The present disclosure also relates to an apparatus for performing the operations herein. This apparatus may be specially constructed for the intended purposes, or it may include a computer selectively activated or reconfigured by a computer program stored in the computer. Such a computer program may be stored in a computer readable storage medium, such as, but not limited to, any type of disk including floppy disks, optical disks, CD-ROMs, and magnetic-optical disks, read-only memories (ROMs), random access memories (RAMs), EPROMs, EEPROMs, magnetic or optical cards, or any type of media suitable for storing electronic instructions, each coupled to a computer system bus.
The algorithms and displays presented herein are not inherently related to any particular computer or other apparatus. Various other systems may be used with programs in accordance with the teachings herein, or it may prove convenient to construct a more specialized apparatus to perform the method. In addition, the present disclosure is not described with reference to any particular programming language. It will be appreciated that a variety of programming languages may be used to implement the teachings of the disclosure as described herein.

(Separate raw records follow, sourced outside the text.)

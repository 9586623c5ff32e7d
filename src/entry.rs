//! Entry API: single-lookup read-modify-write access to one key's slot.
//!
//! `map.entry(key).or_default()` is the idiomatic rendition of the classic
//! "indexing inserts a default" map operator: one descent decides between
//! the occupied and vacant cases, and the vacant arm inserts lazily.

use std::fmt as StdFmt;

use crate::map::{ListMap, SearchMode};
use crate::node::Node;

/// A view into a single map slot, occupied or vacant.
pub enum Entry<'a, K, V> {
    /// The key is present.
    Occupied(OccupiedEntry<'a, K, V>),
    /// The key is absent; inserting will create it.
    Vacant(VacantEntry<'a, K, V>),
}

/// A view of an existing entry.
pub struct OccupiedEntry<'a, K, V> {
    map: &'a mut ListMap<K, V>,
    node: *mut Node<K, V>,
}

/// A view of a missing entry, holding the key that would be inserted.
pub struct VacantEntry<'a, K, V> {
    map: &'a mut ListMap<K, V>,
    key: K,
}

impl<K: Ord, V> ListMap<K, V> {
    /// Look up `key` once and return a view of its slot.
    pub fn entry(&mut self, key: K) -> Entry<'_, K, V> {
        let pos = self.locate(&key, SearchMode::Exact);
        if self.is_end(pos) {
            Entry::Vacant(VacantEntry { map: self, key })
        } else {
            let node = unsafe { Node::from_links(pos) };
            Entry::Occupied(OccupiedEntry { map: self, node })
        }
    }
}

impl<'a, K: Ord, V> Entry<'a, K, V> {
    /// Insert `default` if vacant; return the value either way.
    pub fn or_insert(self, default: V) -> &'a mut V {
        self.or_insert_with(|| default)
    }

    /// Insert the closure's result if vacant; return the value either way.
    pub fn or_insert_with<F: FnOnce() -> V>(self, default: F) -> &'a mut V {
        match self {
            Entry::Occupied(entry) => entry.into_mut(),
            Entry::Vacant(entry) => entry.insert(default()),
        }
    }

    /// Insert `V::default()` if vacant; return the value either way.
    pub fn or_default(self) -> &'a mut V
    where
        V: Default,
    {
        self.or_insert_with(V::default)
    }

    /// Run `f` on the value if occupied, then return the entry unchanged.
    #[must_use]
    pub fn and_modify<F: FnOnce(&mut V)>(mut self, f: F) -> Self {
        if let Entry::Occupied(entry) = &mut self {
            f(entry.get_mut());
        }
        self
    }

    /// The key this entry refers to.
    #[must_use]
    pub fn key(&self) -> &K {
        match self {
            Entry::Occupied(entry) => entry.key(),
            Entry::Vacant(entry) => entry.key(),
        }
    }
}

impl<'a, K, V> OccupiedEntry<'a, K, V> {
    /// The stored key.
    #[must_use]
    pub fn key(&self) -> &K {
        unsafe { &(*self.node).key }
    }

    /// Shared reference to the stored value.
    #[must_use]
    pub fn get(&self) -> &V {
        unsafe { &(*self.node).value }
    }

    /// Exclusive reference to the stored value.
    #[must_use]
    pub fn get_mut(&mut self) -> &mut V {
        unsafe { &mut (*self.node).value }
    }

    /// Exclusive reference with the full borrow lifetime.
    #[must_use]
    pub fn into_mut(self) -> &'a mut V {
        unsafe { &mut (*self.node).value }
    }

    /// Replace the stored value, returning the old one.
    pub fn insert(&mut self, value: V) -> V {
        std::mem::replace(self.get_mut(), value)
    }

    /// Remove this entry, returning its value.
    pub fn remove(self) -> V {
        self.remove_entry().1
    }

    /// Remove this entry, returning the stored key and value.
    pub fn remove_entry(self) -> (K, V) {
        let (key, value, _) = unsafe { self.map.erase_node(self.node) };
        (key, value)
    }
}

impl<'a, K, V> VacantEntry<'a, K, V> {
    /// The key that would be inserted.
    #[must_use]
    pub fn key(&self) -> &K {
        &self.key
    }

    /// Take back the key without inserting.
    #[must_use]
    pub fn into_key(self) -> K {
        self.key
    }

    /// Insert the value, returning a reference to it.
    pub fn insert(self, value: V) -> &'a mut V
    where
        K: Ord,
    {
        let (cursor, inserted) = self.map.insert(self.key, value);
        debug_assert!(inserted);
        cursor
            .into_value_mut()
            .unwrap_or_else(|| unreachable!("fresh insert is never the end position"))
    }
}

impl<K: StdFmt::Debug, V: StdFmt::Debug> StdFmt::Debug for Entry<'_, K, V> {
    fn fmt(&self, f: &mut StdFmt::Formatter<'_>) -> StdFmt::Result {
        match self {
            Entry::Occupied(entry) => f
                .debug_struct("Entry")
                .field("key", entry.key())
                .field("value", entry.get())
                .finish(),
            Entry::Vacant(entry) => f.debug_struct("Entry").field("key", entry.key()).finish(),
        }
    }
}
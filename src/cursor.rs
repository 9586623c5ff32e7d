//! Cursors: bidirectional positions over the sorted list threading.
//!
//! A cursor points at either a real entry or the end position (the
//! sentinel). Stepping costs O(1) by following the intrusive list links;
//! there is no tree descent. [`Cursor`] observes, [`CursorMut`] can edit the
//! current value and erase entries. A `CursorMut` converts one way into a
//! `Cursor` via [`CursorMut::as_cursor`]; there is no conversion back.

use std::fmt as StdFmt;

use crate::map::ListMap;
use crate::node::{Links, Node};

// ============================================================================
//  Cursor
// ============================================================================

/// A shared position in a [`ListMap`], at an entry or at the end.
pub struct Cursor<'a, K, V> {
    map: &'a ListMap<K, V>,
    /// Real node, sentinel, or null when the map never allocated one.
    pos: *mut Links,
}

impl<K, V> Clone for Cursor<'_, K, V> {
    fn clone(&self) -> Self {
        *self
    }
}

impl<K, V> Copy for Cursor<'_, K, V> {}

impl<'a, K, V> Cursor<'a, K, V> {
    pub(crate) fn new(map: &'a ListMap<K, V>, pos: *mut Links) -> Self {
        Self { map, pos }
    }

    /// Whether this is the end position (one past the greatest key).
    #[must_use]
    pub fn is_end(&self) -> bool {
        self.map.is_end(self.pos)
    }

    /// Key at the current position, `None` at the end.
    #[must_use]
    pub fn key(&self) -> Option<&'a K> {
        if self.is_end() {
            None
        } else {
            unsafe { Some(&(*Node::<K, V>::from_links(self.pos)).key) }
        }
    }

    /// Value at the current position, `None` at the end.
    #[must_use]
    pub fn value(&self) -> Option<&'a V> {
        if self.is_end() {
            None
        } else {
            unsafe { Some(&(*Node::<K, V>::from_links(self.pos)).value) }
        }
    }

    /// Key and value at the current position.
    #[must_use]
    pub fn key_value(&self) -> Option<(&'a K, &'a V)> {
        Some((self.key()?, self.value()?))
    }

    /// Step to the next entry in key order. Saturates at the end position.
    pub fn move_next(&mut self) {
        if !self.is_end() {
            self.pos = unsafe { (*self.pos).next };
        }
    }

    /// Step to the previous entry in key order. From the end position this
    /// reaches the greatest entry; at the first entry it stays put.
    pub fn move_prev(&mut self) {
        if self.pos.is_null() {
            return;
        }
        let prev = unsafe { (*self.pos).prev };
        if !prev.is_null() {
            self.pos = prev;
        }
    }
}

/// Position identity: two cursors are equal when they sit on the same node
/// of the same map.
impl<K, V> PartialEq for Cursor<'_, K, V> {
    fn eq(&self, other: &Self) -> bool {
        std::ptr::eq(self.map, other.map) && self.pos == other.pos
    }
}

impl<K, V> Eq for Cursor<'_, K, V> {}

impl<K: StdFmt::Debug, V: StdFmt::Debug> StdFmt::Debug for Cursor<'_, K, V> {
    fn fmt(&self, f: &mut StdFmt::Formatter<'_>) -> StdFmt::Result {
        f.debug_tuple("Cursor").field(&self.key_value()).finish()
    }
}

// ============================================================================
//  CursorMut
// ============================================================================

/// An exclusive position in a [`ListMap`], at an entry or at the end.
///
/// On top of the [`Cursor`] surface this can edit the current value and
/// [`remove`](Self::remove) the current entry.
pub struct CursorMut<'a, K, V> {
    map: &'a mut ListMap<K, V>,
    pos: *mut Links,
}

impl<'a, K, V> CursorMut<'a, K, V> {
    pub(crate) fn new(map: &'a mut ListMap<K, V>, pos: *mut Links) -> Self {
        Self { map, pos }
    }

    /// Whether this is the end position.
    #[must_use]
    pub fn is_end(&self) -> bool {
        self.map.is_end(self.pos)
    }

    /// Key at the current position, `None` at the end.
    #[must_use]
    pub fn key(&self) -> Option<&K> {
        if self.is_end() {
            None
        } else {
            unsafe { Some(&(*Node::<K, V>::from_links(self.pos)).key) }
        }
    }

    /// Value at the current position, `None` at the end.
    #[must_use]
    pub fn value(&self) -> Option<&V> {
        if self.is_end() {
            None
        } else {
            unsafe { Some(&(*Node::<K, V>::from_links(self.pos)).value) }
        }
    }

    /// Exclusive value reference at the current position.
    #[must_use]
    pub fn value_mut(&mut self) -> Option<&mut V> {
        if self.is_end() {
            None
        } else {
            unsafe { Some(&mut (*Node::<K, V>::from_links(self.pos)).value) }
        }
    }

    /// Consume the cursor into a value reference with the full borrow
    /// lifetime, `None` at the end.
    #[must_use]
    pub fn into_value_mut(self) -> Option<&'a mut V> {
        if self.is_end() {
            None
        } else {
            unsafe { Some(&mut (*Node::<K, V>::from_links(self.pos)).value) }
        }
    }

    /// Step to the next entry in key order. Saturates at the end position.
    pub fn move_next(&mut self) {
        if !self.is_end() {
            self.pos = unsafe { (*self.pos).next };
        }
    }

    /// Step to the previous entry in key order. From the end position this
    /// reaches the greatest entry; at the first entry it stays put.
    pub fn move_prev(&mut self) {
        if self.pos.is_null() {
            return;
        }
        let prev = unsafe { (*self.pos).prev };
        if !prev.is_null() {
            self.pos = prev;
        }
    }

    /// Remove the current entry and advance to the one after it.
    ///
    /// Returns the removed pair, or `None` at the end position. Expected
    /// O(log n) for the tree unlink; the list unlink is O(1).
    pub fn remove(&mut self) -> Option<(K, V)> {
        if self.is_end() {
            return None;
        }
        let node = unsafe { Node::<K, V>::from_links(self.pos) };
        let (key, value, next) = unsafe { self.map.erase_node(node) };
        self.pos = next;
        Some((key, value))
    }

    /// Reborrow as a shared cursor. The reverse conversion does not exist.
    #[must_use]
    pub fn as_cursor(&self) -> Cursor<'_, K, V> {
        Cursor::new(self.map, self.pos)
    }
}

impl<K: StdFmt::Debug, V: StdFmt::Debug> StdFmt::Debug for CursorMut<'_, K, V> {
    fn fmt(&self, f: &mut StdFmt::Formatter<'_>) -> StdFmt::Result {
        f.debug_tuple("CursorMut")
            .field(&self.as_cursor().key_value())
            .finish()
    }
}

// ============================================================================
//  Cursor constructors on ListMap
// ============================================================================

impl<K, V> ListMap<K, V> {
    /// Cursor at the least entry, or at the end when empty.
    #[must_use]
    pub fn cursor_first(&self) -> Cursor<'_, K, V> {
        Cursor::new(self, self.first)
    }

    /// Cursor at the end position.
    #[must_use]
    pub fn cursor_end(&self) -> Cursor<'_, K, V> {
        Cursor::new(self, self.sentinel)
    }

    /// Mutable cursor at the least entry, or at the end when empty.
    #[must_use]
    pub fn cursor_first_mut(&mut self) -> CursorMut<'_, K, V> {
        let first = self.first;
        CursorMut::new(self, first)
    }

    /// Mutable cursor at the end position.
    #[must_use]
    pub fn cursor_end_mut(&mut self) -> CursorMut<'_, K, V> {
        let sentinel = self.sentinel;
        CursorMut::new(self, sentinel)
    }
}

#[cfg(test)]
mod tests {
    use super::*;

    #[test]
    fn empty_map_cursors_are_end() {
        let map: ListMap<i32, i32> = ListMap::new();
        assert!(map.cursor_first().is_end());
        assert_eq!(map.cursor_first(), map.cursor_end());
        assert_eq!(map.cursor_first().key(), None);
    }

    #[test]
    fn walk_forward_and_back() {
        let map: ListMap<i32, i32> = [(1, 10), (2, 20), (3, 30)].into();
        let mut cursor = map.cursor_first();
        assert_eq!(cursor.key(), Some(&1));
        cursor.move_next();
        cursor.move_next();
        assert_eq!(cursor.key_value(), Some((&3, &30)));
        cursor.move_next();
        assert!(cursor.is_end());
        // Saturates at end.
        cursor.move_next();
        assert!(cursor.is_end());
        // End decrements to the greatest entry.
        cursor.move_prev();
        assert_eq!(cursor.key(), Some(&3));
        cursor.move_prev();
        cursor.move_prev();
        assert_eq!(cursor.key(), Some(&1));
        // Stays at the first entry.
        cursor.move_prev();
        assert_eq!(cursor.key(), Some(&1));
    }

    #[test]
    fn cursor_mut_edits_and_removes() {
        let mut map: ListMap<i32, i32> = [(1, 10), (2, 20), (3, 30)].into();
        let mut cursor = map.find_mut(&2);
        *cursor.value_mut().unwrap() = 99;
        assert_eq!(cursor.remove(), Some((2, 99)));
        // Advanced to the next entry.
        assert_eq!(cursor.key(), Some(&3));
        assert_eq!(cursor.remove(), Some((3, 30)));
        assert!(cursor.is_end());
        assert_eq!(cursor.remove(), None);
        map.check_invariants();
        assert_eq!(map.len(), 1);
    }

    #[test]
    fn mutable_cursor_downgrades() {
        let mut map: ListMap<i32, i32> = [(1, 10)].into();
        let cursor = map.cursor_first_mut();
        let shared = cursor.as_cursor();
        assert_eq!(shared.value(), Some(&10));
    }

    #[test]
    fn cursor_equality_is_position_identity() {
        let map: ListMap<i32, i32> = [(1, 10), (2, 20)].into();
        assert_eq!(map.find(&1), map.cursor_first());
        assert_ne!(map.find(&1), map.find(&2));
        assert_eq!(map.find(&7), map.cursor_end());
    }
}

The present disclosure may be provided as a computer program product, or software, that may include a machine-readable medium having stored thereon instructions, which may be used to program a computer system (or other electronic devices) to perform a process according to the present disclosure. A machine-readable medium includes any mechanism for storing information in a form readable by a machine (e.g., a computer). For example, a machine-readable (e.g., computer-readable) medium includes a machine (e.g., a computer) readable storage medium such as a read only memory (“ROM”), random access memory (“RAM”), magnetic disk storage media, optical storage media, flash memory devices, etc.
In the foregoing disclosure, implementations of the disclosure have been described with reference to specific example implementations thereof. It will be evident that various modifications may be made thereto without departing from the broader spirit and scope of implementations of the disclosure as set forth in the following claims. Where the disclosure refers to some elements in the singular tense, more than one element can be depicted in the figures and like elements are labeled with like numerals. The disclosure and drawings are, accordingly, to be regarded in an illustrative sense rather than a restrictive sense.